4.) Der Souverän: Wartet ab, wie die Spieler zu Werke gehen, reagiert entsprechend, begegnet Protesten – die es nur selten gibt – gelassen und zwinkert gerne in die Kamera. Kennt alle, ist seit Jahren dabei, niemand macht ihm was vor, und Elfmeter in der Schlussminute gibt’s nur dann, wenn der Verteidiger dem Angreifer den Kopf abtritt. Hat immer ein freundliches Wort für die Spieler übrig und wird nur dann sauer, wenn bei der WM nach der Vorrunde Schluss ist. In der Freizeit sozial engagiert.

5.) Der Berechnende: Sieht im Fußball vor allem eine Möglichkeit, nebenbei Geld zu verdienen, und wenn mal wieder die Spesen nicht reichen, sucht er nach anderen Möglichkeiten, der King zu sein. Ist auch unkonventionellen Vorschlägen gegenüber sehr aufgeschlossen und kommuniziert viel mit den Spielern, um den Spielverlauf nach seinen Vorstellungen zu gestalten, wenn es mal nicht läuft wie gewünscht. Immer skandalgefährdet, vom DFB aber mit Nachsicht behandelt, weil in der Regel recht jung. Zu redselig den Kollegen gegenüber.

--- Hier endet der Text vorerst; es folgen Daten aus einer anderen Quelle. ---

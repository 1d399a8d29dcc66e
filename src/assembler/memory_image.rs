/*
Copyright 2025 Connor Nolan

Licensed under the Apache License, Version 2.0 (the "License");
you may not use this file except in compliance with the License.
You may obtain a copy of the License at

    http://www.apache.org/licenses/LICENSE-2.0

Unless required by applicable law or agreed to in writing, software
distributed under the License is distributed on an "AS IS" BASIS,
WITHOUT WARRANTIES OR CONDITIONS OF ANY KIND, either express or implied.
See the License for the specific language governing permissions and
limitations under the License.
*/

use std::collections::BTreeMap;

/// A word staged for emission. Operands that cannot be resolved during the
/// first pass stay symbolic until the object is generated.
#[derive(Debug, Clone, PartialEq, Eq)]
pub enum WordValue {
    /// A finished 16-bit word.
    Concrete(u16),
    /// A deferred expression: qualified symbol, `#hhhh`, signed decimal, or
    /// a staged literal's textual name.
    Deferred(String),
    /// A qualified CALL target, resolved with the cross-routine fallback.
    CallTarget(String),
}

/// The sparse image built by the first pass: address to staged word, tagged
/// with the source line it came from.
#[derive(Debug, Default)]
pub struct MemoryImage {
    cells: BTreeMap<u16, Cell>,
}

#[derive(Debug, Clone, PartialEq)]
pub struct Cell {
    pub value: WordValue,
    pub line: usize,
}

impl MemoryImage {
    pub fn new() -> Self {
        Self::default()
    }

    pub fn put(&mut self, address: u16, value: WordValue, line: usize) {
        self.cells.insert(address, Cell { value, line });
    }

    /// Occupied cells in ascending address order.
    pub fn iter(&self) -> impl Iterator<Item = (u16, &Cell)> {
        self.cells.iter().map(|(a, c)| (*a, c))
    }

    pub fn last_address(&self) -> Option<u16> {
        self.cells.keys().next_back().copied()
    }

    pub fn len(&self) -> usize {
        self.cells.len()
    }

    pub fn is_empty(&self) -> bool {
        self.cells.is_empty()
    }
}
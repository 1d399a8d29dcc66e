/*
Copyright 2025 Connor Nolan

Licensed under the Apache License, Version 2.0 (the "License");
you may not use this file except in compliance with the License.
You may obtain a copy of the License at

    http://www.apache.org/licenses/LICENSE-2.0

Unless required by applicable law or agreed to in writing, software
distributed under the License is distributed on an "AS IS" BASIS,
WITHOUT WARRANTIES OR CONDITIONS OF ANY KIND, either express or implied.
See the License for the specific language governing permissions and
limitations under the License.
*/

use anyhow::{Context, Result};
use casl2::object;
use clap::Parser;
use std::fs;
use std::path::PathBuf;
use std::process;

/// CASL II assembler: `FILE.cas` in, `FILE.com` out.
#[derive(Parser)]
#[command(name = "casl2")]
struct Opts {
    /// Print the assembly listing and defined symbols
    #[arg(short = 'a')]
    listing: bool,
    /// Print the version and exit
    #[arg(short = 'v')]
    version: bool,
    file: Option<PathBuf>,
}

fn main() -> Result<()> {
    let opts = Opts::parse();

    if opts.version {
        println!("casl2 version {}", env!("CARGO_PKG_VERSION"));
        return Ok(());
    }

    let Some(path) = opts.file else {
        eprintln!("Usage: casl2 [-av] <file>");
        process::exit(1);
    };

    let source = fs::read_to_string(&path)
        .with_context(|| format!("Failed to read input file: {}", path.display()))?;
    let name = path
        .file_name()
        .map(|n| n.to_string_lossy().into_owned())
        .unwrap_or_else(|| path.display().to_string());

    let assembly = match casl2::assemble(&name, &source) {
        Ok(assembly) => assembly,
        Err(error) => {
            eprintln!("{}", error);
            process::exit(1);
        }
    };

    // The object lands in the current directory regardless of where the
    // source came from.
    let stem = path
        .file_stem()
        .map(|s| s.to_string_lossy().into_owned())
        .unwrap_or_else(|| "a".to_string());
    let output = PathBuf::from(format!("{}.com", stem));
    object::write_file(&output, &assembly.object)
        .with_context(|| format!("Failed to write object file: {}", output.display()))?;

    if opts.listing {
        print!("{}", assembly.listing);
    }

    Ok(())
}
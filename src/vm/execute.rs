/*
Copyright 2025 Connor Nolan

Licensed under the Apache License, Version 2.0 (the "License");
you may not use this file except in compliance with the License.
You may obtain a copy of the License at

    http://www.apache.org/licenses/LICENSE-2.0

Unless required by applicable law or agreed to in writing, software
distributed under the License is distributed on an "AS IS" BASIS,
WITHOUT WARRANTIES OR CONDITIONS OF ANY KIND, either express or implied.
See the License for the specific language governing permissions and
limitations under the License.
*/

//! Single-step instruction semantics. All results are masked to 16 bits;
//! overflow is judged on the pre-mask value.

use super::Machine;
use super::console::Console;
use super::decode;
use crate::errors::VmError;
use crate::instructions::{REG_FORM_OFFSET, STACK_TOP, SYS_IN, SYS_OUT, opcode};

const LD_R: u8 = opcode::LD + REG_FORM_OFFSET;
const ADDA_R: u8 = opcode::ADDA + REG_FORM_OFFSET;
const SUBA_R: u8 = opcode::SUBA + REG_FORM_OFFSET;
const ADDL_R: u8 = opcode::ADDL + REG_FORM_OFFSET;
const SUBL_R: u8 = opcode::SUBL + REG_FORM_OFFSET;
const AND_R: u8 = opcode::AND + REG_FORM_OFFSET;
const OR_R: u8 = opcode::OR + REG_FORM_OFFSET;
const XOR_R: u8 = opcode::XOR + REG_FORM_OFFSET;
const CPA_R: u8 = opcode::CPA + REG_FORM_OFFSET;
const CPL_R: u8 = opcode::CPL + REG_FORM_OFFSET;

/// Whether the machine keeps going after a step. A RET that unwinds past
/// the stack top is the main routine returning.
#[derive(Debug, Clone, Copy, PartialEq, Eq)]
pub enum StepResult {
    Running,
    Exit,
}

impl Machine {
    /// Execute the instruction at PR.
    pub fn step(&mut self, console: &mut dyn Console) -> Result<StepResult, VmError> {
        let pc = self.pr;
        let inst = self.read(pc);
        let op = (inst >> 8) as u8;
        let r = ((inst >> 4) & 0x7) as usize;
        let xr = inst & 0xF;
        let src = (xr & 0x7) as usize;
        let adr = self.read(pc.wrapping_add(1));
        let eadr = self.effective_address(adr, xr);

        match op {
            opcode::NOP => self.pr = pc.wrapping_add(1),

            opcode::LD | LD_R => {
                let (value, size) = self.fetch_operand(op == LD_R, eadr, src);
                self.fr.set(value, false);
                self.gr[r] = value;
                self.pr = pc.wrapping_add(size);
            }

            opcode::ST => {
                self.write(eadr, self.gr[r]);
                self.pr = pc.wrapping_add(2);
            }

            opcode::LAD => {
                self.gr[r] = eadr;
                self.pr = pc.wrapping_add(2);
            }

            opcode::ADDA | ADDA_R => {
                let (rhs, size) = self.fetch_operand(op == ADDA_R, eadr, src);
                let (value, overflow) = add_signed(self.gr[r], rhs);
                self.fr.set(value, overflow);
                self.gr[r] = value;
                self.pr = pc.wrapping_add(size);
            }

            opcode::SUBA | SUBA_R => {
                let (rhs, size) = self.fetch_operand(op == SUBA_R, eadr, src);
                let (value, overflow) = sub_signed(self.gr[r], rhs);
                self.fr.set(value, overflow);
                self.gr[r] = value;
                self.pr = pc.wrapping_add(size);
            }

            opcode::ADDL | ADDL_R => {
                let (rhs, size) = self.fetch_operand(op == ADDL_R, eadr, src);
                let (value, overflow) = add_unsigned(self.gr[r], rhs);
                self.fr.set(value, overflow);
                self.gr[r] = value;
                self.pr = pc.wrapping_add(size);
            }

            opcode::SUBL | SUBL_R => {
                let (rhs, size) = self.fetch_operand(op == SUBL_R, eadr, src);
                let (value, overflow) = sub_unsigned(self.gr[r], rhs);
                self.fr.set(value, overflow);
                self.gr[r] = value;
                self.pr = pc.wrapping_add(size);
            }

            opcode::AND | AND_R => {
                let (rhs, size) = self.fetch_operand(op == AND_R, eadr, src);
                let value = self.gr[r] & rhs;
                self.fr.set(value, false);
                self.gr[r] = value;
                self.pr = pc.wrapping_add(size);
            }

            opcode::OR | OR_R => {
                let (rhs, size) = self.fetch_operand(op == OR_R, eadr, src);
                let value = self.gr[r] | rhs;
                self.fr.set(value, false);
                self.gr[r] = value;
                self.pr = pc.wrapping_add(size);
            }

            opcode::XOR | XOR_R => {
                let (rhs, size) = self.fetch_operand(op == XOR_R, eadr, src);
                let value = self.gr[r] ^ rhs;
                self.fr.set(value, false);
                self.gr[r] = value;
                self.pr = pc.wrapping_add(size);
            }

            opcode::CPA | CPA_R => {
                let (rhs, size) = self.fetch_operand(op == CPA_R, eadr, src);
                let value = compare_signed(self.gr[r], rhs);
                self.fr.set(value, false);
                self.pr = pc.wrapping_add(size);
            }

            opcode::CPL | CPL_R => {
                let (rhs, size) = self.fetch_operand(op == CPL_R, eadr, src);
                let value = compare_unsigned(self.gr[r], rhs);
                self.fr.set(value, false);
                self.pr = pc.wrapping_add(size);
            }

            opcode::SLA => {
                let (value, out) = shift_left_arith(self.gr[r], eadr);
                self.fr.set(value, out);
                self.gr[r] = value;
                self.pr = pc.wrapping_add(2);
            }

            opcode::SRA => {
                let (value, out) = shift_right_arith(self.gr[r], eadr);
                self.fr.set(value, out);
                self.gr[r] = value;
                self.pr = pc.wrapping_add(2);
            }

            opcode::SLL => {
                let (value, out) = shift_left_logical(self.gr[r], eadr);
                self.fr.set(value, out);
                self.gr[r] = value;
                self.pr = pc.wrapping_add(2);
            }

            opcode::SRL => {
                let (value, out) = shift_right_logical(self.gr[r], eadr);
                self.fr.set(value, out);
                self.gr[r] = value;
                self.pr = pc.wrapping_add(2);
            }

            opcode::JMI => self.branch(self.fr.sign, eadr, pc),
            opcode::JPL => self.branch(!self.fr.sign && !self.fr.zero, eadr, pc),
            opcode::JZE => self.branch(self.fr.zero, eadr, pc),
            opcode::JNZ => self.branch(!self.fr.zero, eadr, pc),
            opcode::JOV => self.branch(self.fr.overflow, eadr, pc),
            opcode::JUMP => self.branch(true, eadr, pc),

            opcode::PUSH => {
                self.sp = self.sp.wrapping_sub(1);
                self.write(self.sp, eadr);
                self.pr = pc.wrapping_add(2);
            }

            opcode::POP => {
                self.gr[r] = self.read(self.sp);
                self.sp = self.sp.wrapping_add(1);
                self.pr = pc.wrapping_add(1);
            }

            opcode::CALL => {
                self.sp = self.sp.wrapping_sub(1);
                self.write(self.sp, pc.wrapping_add(2));
                self.pr = eadr;
            }

            opcode::RET => {
                self.pr = self.read(self.sp);
                self.sp = self.sp.wrapping_add(1);
                if self.sp > STACK_TOP {
                    return Ok(StepResult::Exit);
                }
            }

            opcode::SVC => {
                match eadr {
                    SYS_IN => self.trap_in(console)?,
                    SYS_OUT => self.trap_out(console)?,
                    _ => {}
                }
                self.pr = pc.wrapping_add(2);
            }

            _ => {
                let d = decode::disassemble(&self.memory, pc);
                return Err(VmError::IllegalInstruction {
                    mnemonic: format!("{} {}", d.mnemonic, d.operands),
                    pc,
                });
            }
        }

        Ok(StepResult::Running)
    }

    /// Step until the main routine returns.
    pub fn run(&mut self, console: &mut dyn Console) -> Result<(), VmError> {
        while self.step(console)? == StepResult::Running {}
        Ok(())
    }

    /// `adr` plus the index register when one is named; GR0 never indexes.
    pub fn effective_address(&self, adr: u16, xr: u16) -> u16 {
        let index = if (1..=7).contains(&xr) {
            self.gr[xr as usize]
        } else {
            0
        };
        adr.wrapping_add(index)
    }

    fn fetch_operand(&self, register_form: bool, eadr: u16, src: usize) -> (u16, u16) {
        if register_form {
            (self.gr[src], 1)
        } else {
            (self.read(eadr), 2)
        }
    }

    fn branch(&mut self, take: bool, eadr: u16, pc: u16) {
        self.pr = if take { eadr } else { pc.wrapping_add(2) };
    }

    /// Read one line, store its length through GR2 and its characters,
    /// one per word, through GR1.
    fn trap_in(&mut self, console: &mut dyn Console) -> Result<(), VmError> {
        let line = console.input_line()?;
        let truncated: Vec<char> = line.chars().take(256).collect();
        let buffer = self.gr[1];
        let length = self.gr[2];
        self.write(length, truncated.len() as u16);
        for (i, c) in truncated.iter().enumerate() {
            self.write(buffer.wrapping_add(i as u16), (*c as u32 % 256) as u16);
        }
        Ok(())
    }

    /// Write the low bytes of the words at GR1, for the count stored
    /// through GR2, as one output line.
    fn trap_out(&mut self, console: &mut dyn Console) -> Result<(), VmError> {
        let buffer = self.gr[1];
        let count = self.read(self.gr[2]);
        let text: String = (0..count)
            .map(|i| (self.read(buffer.wrapping_add(i)) & 0xFF) as u8 as char)
            .collect();
        console.output_line(&text)?;
        Ok(())
    }
}

fn add_signed(a: u16, b: u16) -> (u16, bool) {
    let sum = (a as i16 as i32) + (b as i16 as i32);
    (sum as u16, sum < i16::MIN as i32 || sum > i16::MAX as i32)
}

fn sub_signed(a: u16, b: u16) -> (u16, bool) {
    let diff = (a as i16 as i32) - (b as i16 as i32);
    (diff as u16, diff < i16::MIN as i32 || diff > i16::MAX as i32)
}

fn add_unsigned(a: u16, b: u16) -> (u16, bool) {
    let sum = a as u32 + b as u32;
    (sum as u16, sum > u16::MAX as u32)
}

fn sub_unsigned(a: u16, b: u16) -> (u16, bool) {
    let diff = a as i32 - b as i32;
    (diff as u16, diff < 0)
}

/// Saturating signed difference, reinterpreted as a word for flag purposes.
fn compare_signed(a: u16, b: u16) -> u16 {
    let diff = (a as i16 as i32) - (b as i16 as i32);
    diff.clamp(i16::MIN as i32, i16::MAX as i32) as i16 as u16
}

fn compare_unsigned(a: u16, b: u16) -> u16 {
    let diff = a as i32 - b as i32;
    diff.clamp(i16::MIN as i32, i16::MAX as i32) as i16 as u16
}

/// Left shift that preserves the sign bit. The overflow output is the last
/// bit pushed out of bit 14.
fn shift_left_arith(value: u16, count: u16) -> (u16, bool) {
    if count == 0 {
        return (value, false);
    }
    let sign = value & 0x8000;
    let shifted = if count >= 15 {
        0
    } else {
        (value << count) & 0x7FFF
    };
    let out = count <= 15 && (value >> (15 - count)) & 1 != 0;
    (sign | shifted, out)
}

/// Sign-extending right shift. The overflow output is the last bit shifted
/// out, bit `count - 1` of the original value.
fn shift_right_arith(value: u16, count: u16) -> (u16, bool) {
    if count == 0 {
        return (value, false);
    }
    let out = count <= 16 && (value >> (count - 1)) & 1 != 0;
    let result = ((value as i16) >> count.min(15)) as u16;
    (result, out)
}

fn shift_left_logical(value: u16, count: u16) -> (u16, bool) {
    if count == 0 {
        return (value, false);
    }
    let out = count <= 16 && (value >> (16 - count)) & 1 != 0;
    let result = if count >= 16 { 0 } else { value << count };
    (result, out)
}

fn shift_right_logical(value: u16, count: u16) -> (u16, bool) {
    if count == 0 {
        return (value, false);
    }
    let out = count <= 16 && (value >> (count - 1)) & 1 != 0;
    let result = if count >= 16 { 0 } else { value >> count };
    (result, out)
}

6.) Das Talent: Absoluter Emporkömmling, der mit 12 Jahren schon in der Oberliga gepfiffen hat und mit 14 in der Zweiten Liga an der Linie stand. Kompensiert mangelnde Lebenserfahrung mit einem Übermaß an Arroganz und Selbstherrlichkeit. Pfeift völlig für den Beobachter, der sein Vater oder Opa sein könnte und es manchmal auch ist. Wird vom DFB immer in Schutz genommen und nach allen Regeln der Kunst gefördert. Typ Streber, den alle Kollegen hassen. Beim Lauftest immer ganz vorne, beim Regeltest stets mit null Fehlern. Hat zwei Perspektiven: jüngster FIFA-Referee ever oder inszenierter Autounfall mit 24 Jahren. Sollte beides nicht klappen, wird er Theatraliker.